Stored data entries

//! Placeholder substitution over every paragraph of a template.
//!
//! Each paragraph is matched on its full text, so a `{Token}` split across
//! differently formatted runs is still found. The rewritten text goes back
//! through [`ParagraphMut::set_text`], which keeps the format of the first
//! text-bearing run and clears the others.

use std::borrow::Cow;
use std::collections::BTreeSet;

use regex::{Captures, Regex};
use tracing::{debug, info, warn};

use crate::docx::{Document, ParagraphMut};
use crate::error::FillError;
use crate::extract::ExtractedValues;

pub const DEFAULT_NEED_PREFIX: &str = "[[NEED:";
pub const DEFAULT_NEED_SUFFIX: &str = "]]";
pub const PLACEHOLDER_PATTERN: &str = r"\{[^}]+\}";

/// Marker written in place of a placeholder that has no value.
#[derive(Debug, Clone, PartialEq, Eq)]
pub struct NeedSentinel {
    pub prefix: String,
    pub suffix: String,
}

impl Default for NeedSentinel {
    fn default() -> Self {
        Self::new(DEFAULT_NEED_PREFIX, DEFAULT_NEED_SUFFIX)
    }
}

impl NeedSentinel {
    pub fn new(prefix: impl Into<String>, suffix: impl Into<String>) -> Self {
        Self {
            prefix: prefix.into(),
            suffix: suffix.into(),
        }
    }

    /// `{Applicant name}` becomes `[[NEED:Applicant name]]` with the default
    /// prefix and suffix.
    pub fn render(&self, placeholder: &str) -> String {
        let name = placeholder
            .strip_prefix('{')
            .and_then(|inner| inner.strip_suffix('}'))
            .unwrap_or(placeholder)
            .trim();
        format!("{}{}{}", self.prefix, name, self.suffix)
    }
}

#[derive(Debug, Clone, Default, PartialEq, Eq)]
pub struct ReplaceReport {
    pub units_visited: usize,
    pub units_rewritten: usize,
    pub placeholders_resolved: usize,
    pub placeholders_unresolved: usize,
    /// Distinct tokens rewritten to the need sentinel.
    pub unresolved: BTreeSet<String>,
}

#[derive(Debug)]
pub struct PlaceholderReplacer {
    placeholder: Regex,
    need: NeedSentinel,
}

impl PlaceholderReplacer {
    pub fn new(need: NeedSentinel) -> Result<Self, FillError> {
        Ok(Self {
            placeholder: Regex::new(PLACEHOLDER_PATTERN)?,
            need,
        })
    }

    /// Placeholder tokens present in `text`, in order of appearance.
    pub fn placeholders_in<'t>(&self, text: &'t str) -> Vec<&'t str> {
        self.placeholder
            .find_iter(text)
            .map(|found| found.as_str())
            .collect()
    }

    /// The text a placeholder turns into, and whether it was resolved.
    pub fn render_value(&self, placeholder: &str, values: &ExtractedValues) -> (String, bool) {
        match values.resolved(placeholder) {
            Some(value) => (value.to_string(), true),
            None => (self.need.render(placeholder), false),
        }
    }

    /// Substitutes every placeholder of `text` in one pass. Values are not
    /// scanned again, so a value that itself looks like a token stays as is.
    pub fn replace_text<'t>(
        &self,
        text: &'t str,
        values: &ExtractedValues,
        report: &mut ReplaceReport,
    ) -> Cow<'t, str> {
        if !text.contains('{') || !text.contains('}') {
            return Cow::Borrowed(text);
        }

        self.placeholder.replace_all(text, |captures: &Captures<'_>| {
            let token = &captures[0];
            let (rendered, resolved) = self.render_value(token, values);
            if resolved {
                report.placeholders_resolved += 1;
            } else {
                report.placeholders_unresolved += 1;
                if report.unresolved.insert(token.to_string()) {
                    warn!(placeholder = token, "no value for placeholder, writing need marker");
                }
            }
            rendered
        })
    }

    /// Rewrites every paragraph of `document`: body, table cells, text boxes,
    /// headers and footers.
    pub fn replace_document(
        &self,
        document: &mut Document,
        values: &ExtractedValues,
    ) -> ReplaceReport {
        let mut report = ReplaceReport::default();

        document.for_each_paragraph_mut(|part, mut paragraph: ParagraphMut<'_>| {
            report.units_visited += 1;
            let text = paragraph.text();
            let Cow::Owned(replaced) = self.replace_text(&text, values, &mut report) else {
                return;
            };
            if replaced == text {
                return;
            }

            let format = paragraph.set_text(&replaced);
            report.units_rewritten += 1;
            debug!(
                part,
                bold = format.bold,
                italic = format.italic,
                "rewrote paragraph placeholders"
            );
        });

        info!(
            units = report.units_visited,
            rewritten = report.units_rewritten,
            resolved = report.placeholders_resolved,
            unresolved = report.placeholders_unresolved,
            "replaced template placeholders"
        );
        report
    }

    /// Every distinct placeholder token the template contains.
    pub fn template_placeholders(&self, document: &Document) -> BTreeSet<String> {
        document
            .all_paragraph_texts()
            .iter()
            .flat_map(|text| {
                self.placeholders_in(text)
                    .into_iter()
                    .map(str::to_string)
                    .collect::<Vec<_>>()
            })
            .collect()
    }
}

#[cfg(test)]
mod tests {
    use super::*;
    use crate::docx::fixtures::{
        bold_run, content_control, document, document_with_parts, paragraph, paragraph_of, run,
        table, textbox_paragraph,
    };

    fn replacer() -> PlaceholderReplacer {
        PlaceholderReplacer::new(NeedSentinel::default()).expect("placeholder pattern compiles")
    }

    fn values(pairs: &[(&str, &str)]) -> ExtractedValues {
        pairs.iter().copied().collect()
    }

    #[test]
    fn need_sentinel_strips_braces() {
        let need = NeedSentinel::default();
        assert_eq!(need.render("{Applicant name}"), "[[NEED:Applicant name]]");
        assert_eq!(need.render("{ Spaced }"), "[[NEED:Spaced]]");
        assert_eq!(NeedSentinel::new("NEED: ", "").render("{X}"), "NEED: X");
    }

    #[test]
    fn resolvable_placeholder_is_substituted() {
        let mut doc = document(&paragraph("Applicant: {X}."));
        let report = replacer().replace_document(&mut doc, &values(&[("{X}", "V")]));

        assert_eq!(doc.body_paragraph_texts(), vec!["Applicant: V."]);
        assert_eq!(report.placeholders_resolved, 1);
        assert_eq!(report.units_rewritten, 1);
        assert!(report.unresolved.is_empty());
    }

    #[test]
    fn missing_and_blank_values_become_need_markers() {
        let mut doc = document(&paragraph("{Y} and {Z} and {Y}"));
        let report = replacer().replace_document(&mut doc, &values(&[("{Z}", "  ")]));

        let texts = doc.body_paragraph_texts();
        let text = &texts[0];
        assert_eq!(text, "[[NEED:Y]] and [[NEED:Z]] and [[NEED:Y]]");
        assert!(!text.contains("{Y}"));
        assert_eq!(report.placeholders_unresolved, 3);
        assert_eq!(
            report.unresolved.into_iter().collect::<Vec<_>>(),
            vec!["{Y}", "{Z}"]
        );
    }

    #[test]
    fn placeholder_inside_content_control_is_replaced() {
        let body = paragraph_of(&[
            run("Applicant: "),
            content_control(&[run("{Applicant name}")]),
        ]);
        let mut doc = document(&body);

        let report =
            replacer().replace_document(&mut doc, &values(&[("{Applicant name}", "Foo")]));

        assert_eq!(doc.body_paragraph_texts(), vec!["Applicant: Foo"]);
        assert_eq!(report.placeholders_resolved, 1);
        let xml = String::from_utf8(doc.parts()[0].tree.to_bytes().expect("serializes"))
            .expect("utf-8");
        assert!(!xml.contains("{Applicant name}"));
        assert!(xml.contains(r#"<w:tag w:val="field"/>"#));
    }

    #[test]
    fn placeholder_split_across_runs_keeps_sibling_text() {
        let body = paragraph_of(&[
            run("Dear {Appli"),
            bold_run("cant name}"),
            run(", welcome"),
        ]);
        let mut doc = document(&body);

        replacer().replace_document(&mut doc, &values(&[("{Applicant name}", "Foo Corp")]));

        assert_eq!(doc.body_paragraph_texts(), vec!["Dear Foo Corp, welcome"]);
        let surviving: Vec<(String, bool)> = doc.body_paragraphs()[0]
            .runs()
            .filter(|run| !run.text().is_empty())
            .map(|run| (run.text(), run.format().bold))
            .collect();
        assert_eq!(surviving, vec![("Dear Foo Corp, welcome".to_string(), false)]);
    }

    #[test]
    fn every_container_is_visited() {
        let body = format!(
            "{}{}{}",
            paragraph("{A}"),
            table(&[&["{B}", "x"]]),
            textbox_paragraph("{C}"),
        );
        let mut doc =
            document_with_parts(&body, Some(&paragraph("{D}")), Some(&paragraph("{E}")));
        let values = values(&[("{A}", "a"), ("{B}", "b"), ("{C}", "c"), ("{D}", "d")]);

        let report = replacer().replace_document(&mut doc, &values);

        let texts = doc.all_paragraph_texts();
        for expected in ["a", "b", "c", "d", "[[NEED:E]]"] {
            assert!(texts.iter().any(|text| text == expected), "{expected} in {texts:?}");
        }
        assert!(texts.iter().all(|text| !text.contains('{')));
        assert_eq!(report.placeholders_resolved, 4);
        assert_eq!(report.placeholders_unresolved, 1);
    }

    #[test]
    fn multiline_values_are_written_as_breaks() {
        let mut doc = document(&paragraph("{Summary}"));
        replacer().replace_document(&mut doc, &values(&[("{Summary}", "Line 1\nLine 2")]));
        assert_eq!(doc.body_paragraph_texts(), vec!["Line 1\nLine 2"]);
    }

    #[test]
    fn values_are_not_expanded_twice() {
        let mut report = ReplaceReport::default();
        let values = values(&[("{A}", "{B}"), ("{B}", "b")]);
        let text = replacer().replace_text("{A} {B}", &values, &mut report);
        assert_eq!(text, "{B} b");
    }

    #[test]
    fn text_without_braces_is_skipped() {
        let mut report = ReplaceReport::default();
        let text = replacer().replace_text("no tokens } here", &values(&[]), &mut report);
        assert!(matches!(text, Cow::Borrowed(_)));

        let mut doc = document(&paragraph("plain"));
        let report = replacer().replace_document(&mut doc, &values(&[]));
        assert_eq!(report.units_visited, 1);
        assert_eq!(report.units_rewritten, 0);
    }

    #[test]
    fn custom_sentinel_is_used() {
        let replacer = PlaceholderReplacer::new(NeedSentinel::new("<<", ">>"))
            .expect("placeholder pattern compiles");
        let mut doc = document(&paragraph("{Docket number}"));
        replacer.replace_document(&mut doc, &values(&[]));
        assert_eq!(doc.body_paragraph_texts(), vec!["<<Docket number>>"]);
    }

    #[test]
    fn template_placeholders_are_collected_from_all_parts() {
        let doc = document_with_parts(
            &paragraph("{A} {B}"),
            Some(&paragraph("{C} {A}")),
            None,
        );
        let found = replacer().template_placeholders(&doc);
        assert_eq!(found.into_iter().collect::<Vec<_>>(), vec!["{A}", "{B}", "{C}"]);
    }
}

:: Assigned task ::
From the entries, copy every line in which the string "Regex" can be found.

:: Task answer ::
use regex::{Captures, Regex};
    placeholder: Regex,
            placeholder: Regex::new(PLACEHOLDER_PATTERN)?,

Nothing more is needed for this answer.